Le jeune artiste débarque pour la première fois dans la capitale en juillet 1897. Jusque-là, il a peint, dans des tons sombres, des paysages de sa Hollande natale et des portraits de ses proches, il a réalisé de nombreux dessins violemment colorés des rues chaudes du port de Rotterdam. Hésitant encore entre la clarté et l’ombre, Van Dongen opte déjà pour des contrastes violents et une simplification des formes comme dans son premier autoportrait, peint à l’âge de dix-huit ans, où il pose à contre-jour devant une fenêtre. Debout, les mains dans les poches de son pantalon et le menton relevé, dans une attitude presque conquérante, le peintre montre qu’il est prêt au défi. Pendant son premier séjour parisien de près d’une année (juillet 1897-avril 1898), Van Dongen se consacre au dessin et à l’aquarelle, prenant pour sujets les laissés-pour-compte, les marginaux et les prostituées, un choix qui révèle ses préoccupations sociales et anarchisantes. La découverte pour lui des dessins de Théophile-Alexandre Steinlen est d’ailleurs une véritable révélation : en prise directe avec la société, les illustrations de l’artiste suisse, qui paraissent chaque semaine dans le supplément littéraire du Gil Blas, lui donnent la mesure du véritable impact social du dessin. De retour à Rotterdam, Van Dongen arpente plus que jamais le quartier chaud de Zandstraat avec ses bordels et ses cafés. Il croque marins, travailleurs, ouvrières et prostituées à coups de traits et de contours vagues.

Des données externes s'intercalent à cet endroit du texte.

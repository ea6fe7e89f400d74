use kf_catalog::ConstraintCatalog;
use kf_compliance::validate;
use kf_schemas::{Order, PaymentMethod};

fn or_dash(s: &str) -> &str {
    if s.trim().is_empty() {
        "-"
    } else {
        s
    }
}

/// Plain-text order summary for printing or pasting into mail.
///
/// Payment shows the card's last four digits only.
pub fn order_summary(order: &Order, catalog: &ConstraintCatalog) -> String {
    let mut out: Vec<String> = Vec::new();
    let s = &order.spec;
    let x = &s.extended;
    let c = &order.client;

    out.push(format!("{} | Kiosk Order {}", catalog.org_name, order.order_id));
    out.push(format!("Status: {}", order.status));
    out.push(String::new());

    out.push("1. Client".to_string());
    out.push(format!("   Name: {}", or_dash(&c.client_name)));
    out.push(format!("   Company: {}", or_dash(&c.company)));
    out.push(format!("   Email: {}  Phone: {}", or_dash(&c.email), or_dash(&c.phone)));
    out.push(format!("   Project: {}", or_dash(&c.project_name)));
    out.push(format!("   Ship to: {}", or_dash(&c.shipping_address)));

    out.push("2. Display".to_string());
    out.push(format!(
        "   {} {} {}, {} nits, {}:1 contrast",
        s.display_brand, s.size, s.resolution, s.brightness, s.contrast
    ));
    out.push(format!(
        "   Panel: {} ({}, {})",
        or_dash(&x.screen_size),
        or_dash(&x.panel_brand_tier),
        or_dash(&x.brightness_tier)
    ));

    out.push("3. Compute".to_string());
    out.push(format!("   {} / {}", s.cpu_ram, s.os));
    out.push(format!(
        "   Board: {} {} RAM {} storage{}",
        or_dash(&x.cpu),
        or_dash(&x.ram),
        or_dash(&x.storage),
        if x.gpu_required { ", dedicated GPU" } else { "" }
    ));

    out.push("4. Touch".to_string());
    if s.touch_enabled() {
        out.push(format!("   {} ({})", s.touch_type, or_dash(&x.touch_tech)));
        if !x.touch_glass.is_empty() {
            out.push(format!("   Glass: {}", x.touch_glass.join(", ")));
        }
    } else {
        out.push("   None".to_string());
    }

    out.push("5. Cosmetics".to_string());
    out.push(format!(
        "   {} enclosure, {} color, logo: {}",
        or_dash(&s.enclosure_type),
        or_dash(&s.color),
        or_dash(&s.logo_text)
    ));
    out.push(format!(
        "   {} / {} / {} / {}",
        or_dash(&x.enclosure.material),
        or_dash(&x.enclosure.finish),
        or_dash(&x.enclosure.base),
        or_dash(&x.enclosure.ip_rating)
    ));

    out.push("6. Peripherals".to_string());
    let p = &x.peripherals;
    let picked: Vec<&str> = s
        .peripherals
        .iter()
        .chain(&p.payment_id)
        .chain(&p.printing)
        .chain(&p.cameras)
        .chain(&p.audio)
        .chain(&p.other)
        .map(String::as_str)
        .collect();
    if picked.is_empty() {
        out.push("   None".to_string());
    } else {
        out.push(format!("   {}", picked.join(", ")));
    }

    out.push("7. Documentation".to_string());
    out.push(format!(
        "   Labels {} | Manual {} | Proof {} | Visual proof {}",
        s.labels_provided.as_str(),
        s.manual_provided.as_str(),
        s.proof_before_ship.as_str(),
        s.visual_proof.as_str()
    ));
    out.push(format!(
        "   Packaging: {}  Certifications: {}",
        or_dash(&s.packaging),
        or_dash(&s.certifications)
    ));

    out.push("8. Warranty".to_string());
    out.push(format!(
        "   {} year(s), no substitutions: {}",
        s.warranty_years,
        s.no_substitutions.as_str()
    ));

    out.push("9. Custom fields".to_string());
    if s.custom.is_empty() {
        out.push("   None".to_string());
    }
    for (k, v) in &s.custom {
        out.push(format!("   {k}: {v}"));
    }

    out.push("10. Payment".to_string());
    out.push(match order.payment.method {
        PaymentMethod::CreditCard => {
            format!("   Credit Card ending {}", order.payment.card_last4())
        }
        PaymentMethod::PurchaseOrder => {
            format!("   Purchase Order {}", or_dash(&order.payment.po_number))
        }
    });

    out.push("11. Quote".to_string());
    out.push(match &order.quote {
        Some(q) => format!(
            "   Subtotal {} {} | Shipping {} | Tax {} | Total {} ({})",
            q.currency,
            q.subtotal,
            q.shipping,
            q.tax,
            q.total,
            q.estimator.as_str()
        ),
        None => "   Not quoted".to_string(),
    });

    out.push("12. Compliance".to_string());
    let warnings = validate(s, catalog, c);
    if warnings.is_empty() {
        out.push("   No warnings".to_string());
    }
    for w in warnings {
        out.push(format!("   - {w}"));
    }

    let mut text = out.join("\n");
    text.push('\n');
    text
}
use chrono::{DateTime, Utc};
use kf_audit::AuditLog;
use serde::{Deserialize, Serialize};

use crate::{Quote, Spec};

// ---------------------------------------------------------------------------
// OrderStatus
// ---------------------------------------------------------------------------

/// Lifecycle states of an order. The graph is fixed:
///
/// ```text
/// INTAKE ─► SPEC_REVIEW (optional) ─► QUOTE_SENT ─► CLIENT_ACCEPTED ─► CEO_APPROVED
///        └────────────────────────────►                                    │
///                                                   CLOSED ◄─ FULFILLMENT ◄─ VENDOR_ORDERED
/// ```
#[derive(Debug, Clone, Copy, Default, PartialEq, Eq, Hash, PartialOrd, Ord, Serialize, Deserialize)]
#[serde(rename_all = "SCREAMING_SNAKE_CASE")]
pub enum OrderStatus {
    #[default]
    Intake,
    SpecReview,
    QuoteSent,
    ClientAccepted,
    CeoApproved,
    VendorOrdered,
    Fulfillment,
    Closed,
}

impl OrderStatus {
    pub fn as_str(&self) -> &'static str {
        match self {
            OrderStatus::Intake => "INTAKE",
            OrderStatus::SpecReview => "SPEC_REVIEW",
            OrderStatus::QuoteSent => "QUOTE_SENT",
            OrderStatus::ClientAccepted => "CLIENT_ACCEPTED",
            OrderStatus::CeoApproved => "CEO_APPROVED",
            OrderStatus::VendorOrdered => "VENDOR_ORDERED",
            OrderStatus::Fulfillment => "FULFILLMENT",
            OrderStatus::Closed => "CLOSED",
        }
    }

    /// Spec edits are accepted only before a quote is sent.
    pub fn spec_editable(&self) -> bool {
        matches!(self, OrderStatus::Intake | OrderStatus::SpecReview)
    }

    pub fn is_terminal(&self) -> bool {
        matches!(self, OrderStatus::Closed)
    }
}

impl std::fmt::Display for OrderStatus {
    fn fmt(&self, f: &mut std::fmt::Formatter<'_>) -> std::fmt::Result {
        f.write_str(self.as_str())
    }
}

// ---------------------------------------------------------------------------
// Records
// ---------------------------------------------------------------------------

#[derive(Debug, Clone, Default, PartialEq, Eq, Serialize, Deserialize)]
#[serde(rename_all = "camelCase", default)]
pub struct Client {
    pub client_name: String,
    pub company: String,
    pub email: String,
    pub phone: String,
    pub billing_address: String,
    pub shipping_address: String,
    pub project_name: String,
    pub notes: String,
}

#[derive(Debug, Clone, Copy, Default, PartialEq, Eq, Serialize, Deserialize)]
pub enum PaymentMethod {
    #[default]
    #[serde(rename = "Credit Card")]
    CreditCard,
    #[serde(rename = "Purchase Order")]
    PurchaseOrder,
}

impl PaymentMethod {
    pub fn as_str(&self) -> &'static str {
        match self {
            PaymentMethod::CreditCard => "Credit Card",
            PaymentMethod::PurchaseOrder => "Purchase Order",
        }
    }
}

/// Payment details as captured at intake. Not a payment processor: the
/// record is stored and exported verbatim.
#[derive(Debug, Clone, Default, PartialEq, Eq, Serialize, Deserialize)]
#[serde(rename_all = "camelCase", default)]
pub struct Payment {
    pub method: PaymentMethod,
    pub card_number: String,
    pub expiry: String,
    pub cvv: String,
    pub po_number: String,
}

impl Payment {
    /// Last four digits of the card number, or `----` when absent.
    pub fn card_last4(&self) -> String {
        let digits: Vec<char> = self
            .card_number
            .chars()
            .filter(|c| c.is_ascii_digit())
            .collect();
        if digits.len() < 4 {
            return "----".to_string();
        }
        digits[digits.len() - 4..].iter().collect()
    }
}

#[derive(Debug, Clone, PartialEq, Eq, Serialize, Deserialize)]
#[serde(rename_all = "camelCase")]
pub struct ClientAcceptance {
    pub accepted_by: String,
    pub accepted_at: DateTime<Utc>,
}

#[derive(Debug, Clone, PartialEq, Eq, Serialize, Deserialize)]
#[serde(rename_all = "camelCase")]
pub struct CeoApproval {
    pub approved_by: String,
    pub approved_at: DateTime<Utc>,
    #[serde(default)]
    pub comment: String,
}

#[derive(Debug, Clone, PartialEq, Eq, Serialize, Deserialize)]
#[serde(rename_all = "camelCase")]
pub struct VendorOrder {
    pub vendor: String,
    #[serde(default)]
    pub po_number: String,
    #[serde(default)]
    pub link: String,
    pub ordered_at: DateTime<Utc>,
}

#[derive(Debug, Clone, Default, PartialEq, Eq, Serialize, Deserialize)]
#[serde(rename_all = "camelCase", default)]
pub struct Fulfillment {
    pub tracking: String,
    pub carrier: String,
    pub eta: String,
    pub delivered_at: Option<DateTime<Utc>>,
}

// ---------------------------------------------------------------------------
// Order aggregate
// ---------------------------------------------------------------------------

/// The order aggregate root. Transitions replace the whole value.
#[derive(Debug, Clone, PartialEq, Serialize, Deserialize)]
#[serde(rename_all = "camelCase")]
pub struct Order {
    pub order_id: String,
    #[serde(default)]
    pub status: OrderStatus,
    #[serde(default = "Utc::now")]
    pub created_at: DateTime<Utc>,
    #[serde(default = "Utc::now")]
    pub updated_at: DateTime<Utc>,
    #[serde(default)]
    pub client: Client,
    #[serde(default)]
    pub spec: Spec,
    #[serde(default)]
    pub payment: Payment,
    #[serde(default)]
    pub quote: Option<Quote>,
    #[serde(default)]
    pub client_acceptance: Option<ClientAcceptance>,
    #[serde(default)]
    pub ceo_approval: Option<CeoApproval>,
    #[serde(default)]
    pub vendor_order: Option<VendorOrder>,
    #[serde(default)]
    pub fulfillment: Option<Fulfillment>,
    #[serde(default)]
    pub audit: AuditLog,
}

impl Order {
    /// Check that the status agrees with the populated optional records.
    ///
    /// Returns the first missing record as an error message.
    pub fn check_consistency(&self) -> Result<(), String> {
        let s = self.status;
        let need = |present: bool, from: OrderStatus, what: &str| -> Result<(), String> {
            if s >= from && !present {
                Err(format!("status {} requires {}", s, what))
            } else {
                Ok(())
            }
        };
        need(self.quote.is_some(), OrderStatus::QuoteSent, "quote")?;
        need(
            self.client_acceptance.is_some(),
            OrderStatus::ClientAccepted,
            "clientAcceptance",
        )?;
        need(
            self.ceo_approval.is_some(),
            OrderStatus::CeoApproved,
            "ceoApproval",
        )?;
        need(
            self.vendor_order.is_some(),
            OrderStatus::VendorOrdered,
            "vendorOrder",
        )?;
        need(
            self.fulfillment.is_some(),
            OrderStatus::Fulfillment,
            "fulfillment",
        )?;
        if s == OrderStatus::Closed {
            let delivered = self
                .fulfillment
                .as_ref()
                .and_then(|f| f.delivered_at)
                .is_some();
            if !delivered {
                return Err("status CLOSED requires fulfillment.deliveredAt".to_string());
            }
        }
        Ok(())
    }
}
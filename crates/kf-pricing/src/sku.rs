//! SKU pricing backend (`POST /pricing`).
//!
//! The flat spec is reduced to a handful of catalog SKUs; the backend
//! prices the selection and returns totals only.

use kf_catalog::ConstraintCatalog;
use kf_schemas::{Estimator, LineItem, Money, Quote, Spec};
use serde::{Deserialize, Serialize};
use std::time::Duration;

use crate::oracle::{OracleError, PriceOracle};
use crate::remote::{money, post_json, DEFAULT_TIMEOUT_MS};

/// SKU codes a spec maps onto.
#[derive(Debug, Clone, PartialEq, Eq)]
pub struct SkuMap {
    pub display: String,
    pub pc: String,
    /// Added only when the spec has touch enabled.
    pub touch_kit: String,
}

impl Default for SkuMap {
    fn default() -> Self {
        Self {
            display: "DISP-24-TOUCH".to_string(),
            pc: "PC-NUC-I5".to_string(),
            touch_kit: "TOUCH-KIT-PCAP".to_string(),
        }
    }
}

#[derive(Debug, Clone, PartialEq, Eq, Serialize)]
pub struct SkuSelection {
    pub display_sku: String,
    pub pc_sku: String,
    pub touch_sku: Option<String>,
}

impl SkuSelection {
    pub fn from_spec(spec: &Spec, map: &SkuMap) -> Self {
        Self {
            display_sku: map.display.clone(),
            pc_sku: map.pc.clone(),
            touch_sku: spec.touch_enabled().then(|| map.touch_kit.clone()),
        }
    }

    fn codes(&self) -> Vec<&str> {
        let mut v = vec![self.display_sku.as_str(), self.pc_sku.as_str()];
        if let Some(t) = &self.touch_sku {
            v.push(t.as_str());
        }
        v
    }
}

#[derive(Serialize)]
struct PricingRequest<'a> {
    selection_json: &'a SkuSelection,
}

#[derive(Debug, Deserialize)]
struct PricingResponse {
    subtotal: f64,
    #[serde(default)]
    shipping_total: Option<f64>,
    #[serde(default)]
    tax_total: Option<f64>,
    #[serde(default)]
    grand_total: Option<f64>,
}

impl PricingResponse {
    fn into_quote(self, selection: &SkuSelection, currency: &str) -> Result<Quote, OracleError> {
        let subtotal = money("subtotal", self.subtotal)?;
        let shipping = money("shipping_total", self.shipping_total.unwrap_or(0.0))?;
        let tax = money("tax_total", self.tax_total.unwrap_or(0.0))?;
        let total = match self.grand_total {
            Some(g) => money("grand_total", g)?,
            None => subtotal
                .checked_add(shipping)
                .and_then(|m| m.checked_add(tax))
                .ok_or_else(|| OracleError::Shape("amounts out of range".to_string()))?,
        };
        if subtotal.is_negative() || total.is_negative() {
            return Err(OracleError::Shape("negative subtotal or total".to_string()));
        }

        Ok(Quote {
            estimator: Estimator::Sku,
            currency: currency.to_string(),
            line_items: vec![LineItem::single(
                format!("SKU Selection ({})", selection.codes().join(", ")),
                subtotal,
            )],
            subtotal: subtotal.round_cents(),
            shipping: shipping.round_cents(),
            tax: tax.round_cents(),
            total: total.round_cents(),
            notes: Vec::new(),
        })
    }
}

#[derive(Debug, Clone)]
pub struct SkuPricingOracle {
    http: reqwest::Client,
    base_url: String,
    timeout: Duration,
    skus: SkuMap,
}

impl SkuPricingOracle {
    pub fn new_with_base_url(base_url: String) -> Self {
        Self {
            http: reqwest::Client::new(),
            base_url,
            timeout: Duration::from_millis(DEFAULT_TIMEOUT_MS),
            skus: SkuMap::default(),
        }
    }

    pub fn with_timeout(mut self, timeout: Duration) -> Self {
        self.timeout = timeout;
        self
    }

    pub fn with_skus(mut self, skus: SkuMap) -> Self {
        self.skus = skus;
        self
    }

    fn pricing_url(&self) -> String {
        format!("{}/pricing", self.base_url.trim_end_matches('/'))
    }
}

#[async_trait::async_trait]
impl PriceOracle for SkuPricingOracle {
    fn name(&self) -> &'static str {
        "sku"
    }

    async fn estimate(
        &self,
        spec: &Spec,
        catalog: &ConstraintCatalog,
    ) -> Result<Quote, OracleError> {
        let selection = SkuSelection::from_spec(spec, &self.skus);
        let body = PricingRequest {
            selection_json: &selection,
        };
        let resp: PricingResponse =
            post_json(&self.http, self.pricing_url(), &body, self.timeout).await?;
        resp.into_quote(&selection, &catalog.prices.currency)
    }
}
/// Maximum number of remembered client names.
pub const CLIENT_HISTORY_CAP: usize = 25;

/// Put `name` at the front of `history`.
///
/// Blank names are ignored. An existing entry that matches ignoring case is
/// moved rather than duplicated, taking the new spelling.
pub fn push_client_name(history: &[String], name: &str) -> Vec<String> {
    let name = name.trim();
    if name.is_empty() {
        return history.to_vec();
    }
    let key = name.to_lowercase();
    let mut out = Vec::with_capacity(CLIENT_HISTORY_CAP);
    out.push(name.to_string());
    out.extend(
        history
            .iter()
            .filter(|h| h.trim().to_lowercase() != key)
            .cloned(),
    );
    out.truncate(CLIENT_HISTORY_CAP);
    out
}
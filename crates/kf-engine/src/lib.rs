//! kf-engine
//!
//! The order lifecycle: a pure transition function over [`kf_schemas::Order`]
//! and the [`OrderEngine`] that drives it against a repository, a price
//! oracle and an optional audit journal.

mod engine;
mod machine;
mod summary;

pub use engine::{new_order_id, Clock, JournalConfig, OrderEngine};
pub use machine::{
    advance_clock, check_quotable, check_spec_editable, new_order, reset_order, transition,
    Command, FulfillmentUpdate, GuardViolation, OrderEvent,
};
pub use summary::order_summary;
//! kf-store
//!
//! Order persistence behind [`OrderRepository`], plus export/import of the
//! persisted order shape and the recent-client-name history.

mod file;
mod history;
mod memory;
mod repo;
mod transfer;

pub use file::{check_order_id, FileOrderRepository};
pub use history::{push_client_name, CLIENT_HISTORY_CAP};
pub use memory::InMemoryOrderRepository;
pub use repo::OrderRepository;
pub use transfer::{export_order, import_order, ImportError};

Grâce à une collaboration avec le journal Rotterdamsch Nieuwsblad auquel il fournit des illustrations, l’artiste mène une vie plus aisée à Rotterdam que dans la capitale française. Mais Paris l’attire comme un phare. Van Dongen y retourne à l’automne 1899 avec l’intention de s’y établir définitivement avec son épouse Guus Preitinger. C’est à Montmartre que le couple s’installe, d’abord pour quelques semaines au 5 rue Ordener, avant de rejoindre le 10 impasse Girardon. Sur recommandation de Steinlen, qui avait à son tour découvert son talent d’illustrateur, L’Assiette au beurre achète à Van Dongen plusieurs dessins. En octobre 1901, il est même chargé d’illustrer un numéro entier – Petite histoire pour petits et grands enfants– sur le sort d’une mère et d’une fille condamnées, l’une comme l’autre, à se prostituer. Il entame également des collaborations étroites avec des journaux tels que Frou-Frou et  Gil Blas, puis avec La Revue blanche, qui s’entoure alors des artistes les plus novateurs – Bonnard, Vuillard, Vallotton – ainsi que des meilleures plumes – Proust, Gide, Claudel et Apollinaire. Par un coup de crayon décisif, par un recours à une stylisation poussée et par l’emploi de la couleur, Van Dongen parvient à transmettre à la fois ses sensations personnelles et les passions humaines.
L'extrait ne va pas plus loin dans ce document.